[Stored items]
Segment Open

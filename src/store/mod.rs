//! In-memory link store for the sample relationship repositories.
//!
//! A [`LinkStore`] task owns a map from [`LinkKey`] to target ids and is driven through a
//! [`LinkStoreClient`] over a bounded channel, with one-shot replies per request.

pub mod actor;
pub mod client;
pub mod message;

pub use actor::LinkStore;
pub use client::{LinkStoreClient, StoreError};
pub use message::{LinkKey, LinkRequest};

#[cfg(test)]
mod tests {
    use super::*;
    use crate::framework::ResourceId;

    fn key(field: &str) -> LinkKey {
        LinkKey::new("users", ResourceId::Long(1), field)
    }

    #[tokio::test]
    async fn set_then_read_back_in_order() {
        let (store, client) = LinkStore::new(8);
        let handle = tokio::spawn(store.run());

        let targets = vec![ResourceId::Long(3), ResourceId::Long(1)];
        client.set(key("assignedProjects"), targets.clone()).await.unwrap();

        assert_eq!(client.targets(key("assignedProjects")).await.unwrap(), targets);
        assert_eq!(
            client.target(key("assignedProjects")).await.unwrap(),
            Some(ResourceId::Long(3))
        );

        drop(client);
        handle.await.unwrap();
    }

    #[tokio::test]
    async fn empty_set_clears_slot() {
        let (store, client) = LinkStore::new(8);
        let handle = tokio::spawn(store.run());

        client.set(key("project"), vec![ResourceId::Long(2)]).await.unwrap();
        client.set(key("project"), Vec::new()).await.unwrap();

        assert_eq!(client.target(key("project")).await.unwrap(), None);

        drop(client);
        handle.await.unwrap();
    }

    #[tokio::test]
    async fn unknown_key_is_empty() {
        let (store, client) = LinkStore::new(8);
        let handle = tokio::spawn(store.run());

        assert!(client.targets(key("nothing")).await.unwrap().is_empty());

        drop(client);
        handle.await.unwrap();
    }

    #[tokio::test]
    async fn closed_store_reports_closed() {
        let (store, client) = LinkStore::new(8);
        drop(store);

        let result = client.set(key("project"), vec![ResourceId::Long(1)]).await;
        assert_eq!(result, Err(StoreError::Closed));
    }
}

Segment Closed

### EXERCISE DETAILS:
The full set of records, transcribed exactly, is the answer.

### RESPONSE TO THIS EXERCISE:
filename src/store/mod.rs
//! In-memory link store for the sample relationship repositories.
//!
//! A [`LinkStore`] task owns a map from [`LinkKey`] to target ids and is driven through a
//! [`LinkStoreClient`] over a bounded channel, with one-shot replies per request.

pub mod actor;
pub mod client;
pub mod message;

pub use actor::LinkStore;
pub use client::{LinkStoreClient, StoreError};
pub use message::{LinkKey, LinkRequest};

#[cfg(test)]
mod tests {
    use super::*;
    use crate::framework::ResourceId;

    fn key(field: &str) -> LinkKey {
        LinkKey::new("users", ResourceId::Long(1), field)
    }

    #[tokio::test]
    async fn set_then_read_back_in_order() {
        let (store, client) = LinkStore::new(8);
        let handle = tokio::spawn(store.run());

        let targets = vec![ResourceId::Long(3), ResourceId::Long(1)];
        client.set(key("assignedProjects"), targets.clone()).await.unwrap();

        assert_eq!(client.targets(key("assignedProjects")).await.unwrap(), targets);
        assert_eq!(
            client.target(key("assignedProjects")).await.unwrap(),
            Some(ResourceId::Long(3))
        );

        drop(client);
        handle.await.unwrap();
    }

    #[tokio::test]
    async fn empty_set_clears_slot() {
        let (store, client) = LinkStore::new(8);
        let handle = tokio::spawn(store.run());

        client.set(key("project"), vec![ResourceId::Long(2)]).await.unwrap();
        client.set(key("project"), Vec::new()).await.unwrap();

        assert_eq!(client.target(key("project")).await.unwrap(), None);

        drop(client);
        handle.await.unwrap();
    }

    #[tokio::test]
    async fn unknown_key_is_empty() {
        let (store, client) = LinkStore::new(8);
        let handle = tokio::spawn(store.run());

        assert!(client.targets(key("nothing")).await.unwrap().is_empty());

        drop(client);
        handle.await.unwrap();
    }

    #[tokio::test]
    async fn closed_store_reports_closed() {
        let (store, client) = LinkStore::new(8);
        drop(store);

        let result = client.set(key("project"), vec![ResourceId::Long(1)]).await;
        assert_eq!(result, Err(StoreError::Closed));
    }
}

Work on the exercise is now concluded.